Classen et al.
When you turn off an iPhone, it doesn’t turn off completely. The chips inside the device continue to operate in low-power mode, allowing lost or stolen devices to be located using Find My or using credit cards and car keys afterwards. battery drain. Researchers have now found a way to abuse this permanent mechanism to execute malware that remains active even when an iPhone appears to be turned off.
It turns out that the iPhone’s Bluetooth chip – which is essential for running features like Find My work – has no mechanism to digitally sign or even encrypt the firmware it’s running. Academics from the German Technical University of Darmstadt have discovered how to exploit this lack of hardening to run malicious firmware that allows the attacker to track the location of the phone or run new features when the device is turned off.
This video provides insight into some of the ways an attack can work.
[Paper Teaser] Evil never sleeps: When wireless malware stays on after turning off iPhones
The research is the first – or at least among the first – to investigate the risk posed by chips operating in low-power mode. Not to be confused with iOS’s Low Power Mode to save battery life, Low Power Mode (LPM) in this research allows the chips responsible for Near Field Communication, Ultra Wideband, and Bluetooth to operate in a special mode that can stay on for 24 hours after a device is turned off.
“The current implementation of LPM on Apple iPhones is opaque and adds new threats,” the researchers wrote in a paper published last week. “Because LPM support is based on iPhone hardware, it cannot be removed with system updates. Thus, it has a lasting effect on the overall security model of iOS To our knowledge, we are the first to have looked at the undocumented LPM features introduced in iOS 15 and discovered various issues.
They added, “The design of LPM features appears to be primarily functionality-driven, disregarding threats external to the intended applications. Find My After Power Off turns turned off iPhones into tracking devices by design, and the implementation in Bluetooth firmware is not tamper proof.
The results are of limited real value since the infections required a jailbroken iPhone, which in itself is a difficult task, especially in an adversarial context. Still, targeting the always-on functionality of iOS could prove useful in post-exploit scenarios by malware such as Pegasus, the sophisticated smartphone exploit tool from Israel-based NSO Group, which governments around the world whole regularly use to spy on their opponents. It may also be possible to infect chips in case hackers discover live exploitable security flaws like this one that worked against Android devices.
In addition to allowing malware to run when the iPhone is turned off, exploits targeting LPM could also allow malware to run much more discreetly, as LPM allows firmware to save battery power. . And of course, firmware infections are already extremely difficult to detect because they require significant expertise and expensive equipment.
The researchers said Apple engineers reviewed their paper before publication, but company representatives never provided comment on its content.
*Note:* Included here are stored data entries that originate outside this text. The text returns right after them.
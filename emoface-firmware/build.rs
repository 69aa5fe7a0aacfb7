//! Build script for emoface-firmware
//!
//! - Sets up linker search paths for memory.x
//! - Validates device.toml at compile time

use std::env;
use std::fs::{self, File};
use std::io::Write;
use std::path::{Path, PathBuf};

/// Upper bound for any configured duration (10 minutes)
const MAX_DURATION_MS: i64 = 600_000;

const TIMING_KEYS: [&str; 6] = [
    "debounce_ms",
    "double_tap_window_ms",
    "happy_duration_ms",
    "weather_duration_ms",
    "telemetry_period_ms",
    "blink_interval_ms",
];

fn main() {
    setup_linker();
    validate_config();
}

/// Set up linker search paths for memory.x
fn setup_linker() {
    let out_dir = PathBuf::from(env::var("OUT_DIR").unwrap());

    // Copy memory.x to the output directory
    let memory_x = include_bytes!("memory.x");
    let mut f = File::create(out_dir.join("memory.x")).unwrap();
    f.write_all(memory_x).unwrap();

    // Tell rustc where to find memory.x
    println!("cargo:rustc-link-search={}", out_dir.display());

    println!("cargo:rustc-link-arg-bins=--nmagic");
    println!("cargo:rustc-link-arg-bins=-Tlink.x");
    println!("cargo:rustc-link-arg-bins=-Tlink-rp.x");
    if env::var_os("CARGO_FEATURE_DEFMT").is_some() {
        println!("cargo:rustc-link-arg-bins=-Tdefmt.x");
    }

    // Re-run if memory.x changes
    println!("cargo:rerun-if-changed=memory.x");
    println!("cargo:rerun-if-changed=build.rs");
}

/// Validate device.toml configuration at compile time
fn validate_config() {
    println!("cargo:rerun-if-changed=device.toml");

    let config_path = Path::new("device.toml");

    if !config_path.exists() {
        panic!(
            "\n\
            ╔══════════════════════════════════════════════════════════════════╗\n\
            ║  ERROR: device.toml not found!                                   ║\n\
            ║                                                                  ║\n\
            ║  The firmware embeds device.toml at build time.                  ║\n\
            ║  Please create one in the emoface-firmware directory.            ║\n\
            ╚══════════════════════════════════════════════════════════════════╝\n"
        );
    }

    let config_content = match fs::read_to_string(config_path) {
        Ok(content) => content,
        Err(e) => {
            panic!(
                "\n\
                ╔══════════════════════════════════════════════════════════════════╗\n\
                ║  ERROR: Failed to read device.toml                               ║\n\
                ║                                                                  ║\n\
                ║  Error: {:<56} ║\n\
                ╚══════════════════════════════════════════════════════════════════╝\n",
                e
            );
        }
    };

    let config: toml::Value = match toml::from_str(&config_content) {
        Ok(value) => value,
        Err(e) => {
            let error_msg = e.to_string();
            panic!(
                "\n\
                ╔══════════════════════════════════════════════════════════════════╗\n\
                ║  ERROR: Invalid TOML syntax in device.toml                       ║\n\
                ╠══════════════════════════════════════════════════════════════════╣\n\
                ║                                                                  ║\n\
                {}\n\
                ║                                                                  ║\n\
                ╚══════════════════════════════════════════════════════════════════╝\n",
                format_error_lines(&error_msg)
            );
        }
    };

    validate_sections(&config);
    validate_timing(&config);
    validate_telemetry(&config);
    validate_touch(&config);

    println!("cargo:warning=device.toml validated successfully");
}

/// Format error message lines with box drawing
fn format_error_lines(msg: &str) -> String {
    msg.lines()
        .map(|line| {
            let truncated = if line.len() > 64 {
                format!("{}...", &line[..61])
            } else {
                line.to_string()
            };
            format!("║  {:<64} ║", truncated)
        })
        .collect::<Vec<_>>()
        .join("\n")
}

/// Abort the build with a list of problems under `title`
fn fail(title: &str, errors: &[String]) -> ! {
    panic!(
        "\n\
        ╔══════════════════════════════════════════════════════════════════╗\n\
        ║  ERROR: {:<56} ║\n\
        ╠══════════════════════════════════════════════════════════════════╣\n\
        {}\n\
        ╚══════════════════════════════════════════════════════════════════╝\n",
        title,
        errors
            .iter()
            .map(|e| format!("║  • {:<62} ║", e))
            .collect::<Vec<_>>()
            .join("\n")
    );
}

/// The firmware parser rejects unknown sections and keys outside a section
fn validate_sections(config: &toml::Value) {
    let table = match config.as_table() {
        Some(t) => t,
        None => return,
    };

    let mut errors = Vec::new();
    for (name, value) in table {
        if !["timing", "telemetry", "touch"].contains(&name.as_str()) {
            errors.push(format!("Unknown section or top-level key '{}'", name));
        } else if !value.is_table() {
            errors.push(format!("[{}] must be a table", name));
        }
    }

    if !errors.is_empty() {
        fail("Invalid sections in device.toml", &errors);
    }
}

fn validate_timing(config: &toml::Value) {
    let timing = match config.get("timing").and_then(|t| t.as_table()) {
        Some(t) => t,
        None => return,
    };

    let mut errors = Vec::new();

    for (key, value) in timing {
        if !TIMING_KEYS.contains(&key.as_str()) {
            println!("cargo:warning=device.toml: [timing] {} is ignored", key);
            continue;
        }
        match value {
            toml::Value::Integer(ms) if *ms < 1 || *ms > MAX_DURATION_MS => {
                errors.push(format!("[timing] {} must be 1-{}", key, MAX_DURATION_MS));
            }
            toml::Value::Integer(_) => {}
            _ => errors.push(format!("[timing] {} must be an integer", key)),
        }
    }

    // A second tap can only register once the debounce has passed
    let debounce = timing.get("debounce_ms").and_then(|v| v.as_integer()).unwrap_or(200);
    let window = timing
        .get("double_tap_window_ms")
        .and_then(|v| v.as_integer())
        .unwrap_or(400);
    if window <= debounce {
        errors.push("double_tap_window_ms must exceed debounce_ms".to_string());
    }

    if !errors.is_empty() {
        fail("Invalid [timing] configuration", &errors);
    }
}

fn validate_telemetry(config: &toml::Value) {
    let telemetry = match config.get("telemetry").and_then(|t| t.as_table()) {
        Some(t) => t,
        None => return,
    };

    let mut errors = Vec::new();
    let mut channels = Vec::new();

    for (key, value) in telemetry {
        if key != "temperature_channel" && key != "humidity_channel" {
            println!("cargo:warning=device.toml: [telemetry] {} is ignored", key);
            continue;
        }
        match value {
            toml::Value::Integer(ch) if (0..=255).contains(ch) => channels.push(*ch),
            _ => errors.push(format!("[telemetry] {} must be 0-255", key)),
        }
    }

    if channels.len() == 2 && channels[0] == channels[1] {
        errors.push("temperature and humidity must use different channels".to_string());
    }

    if !errors.is_empty() {
        fail("Invalid [telemetry] configuration", &errors);
    }
}

fn validate_touch(config: &toml::Value) {
    let touch = match config.get("touch").and_then(|t| t.as_table()) {
        Some(t) => t,
        None => return,
    };

    let mut errors = Vec::new();

    for (key, value) in touch {
        if key != "active_high" {
            println!("cargo:warning=device.toml: [touch] {} is ignored", key);
            continue;
        }
        if !value.is_bool() {
            errors.push("[touch] active_high must be true or false".to_string());
        }
    }

    if !errors.is_empty() {
        fail("Invalid [touch] configuration", &errors);
    }
}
Apple representatives did not respond to an email seeking comment on this story.
Ultimately, Find My and other LPM-enabled features help provide additional security as they allow users to locate lost or stolen devices and lock or unlock car doors even when batteries are depleted. But research reveals a double-edged sword that has so far gone largely unnoticed.
“Hardware and software attacks similar to those described have proven practical in a real-world environment, so the topics discussed in this document are timely and practical,” John Loucaides, senior vice president of strategy at the security company Eclypsium firmware. “This is typical for every device. Manufacturers are constantly adding features and with each new feature comes a new attack surface.”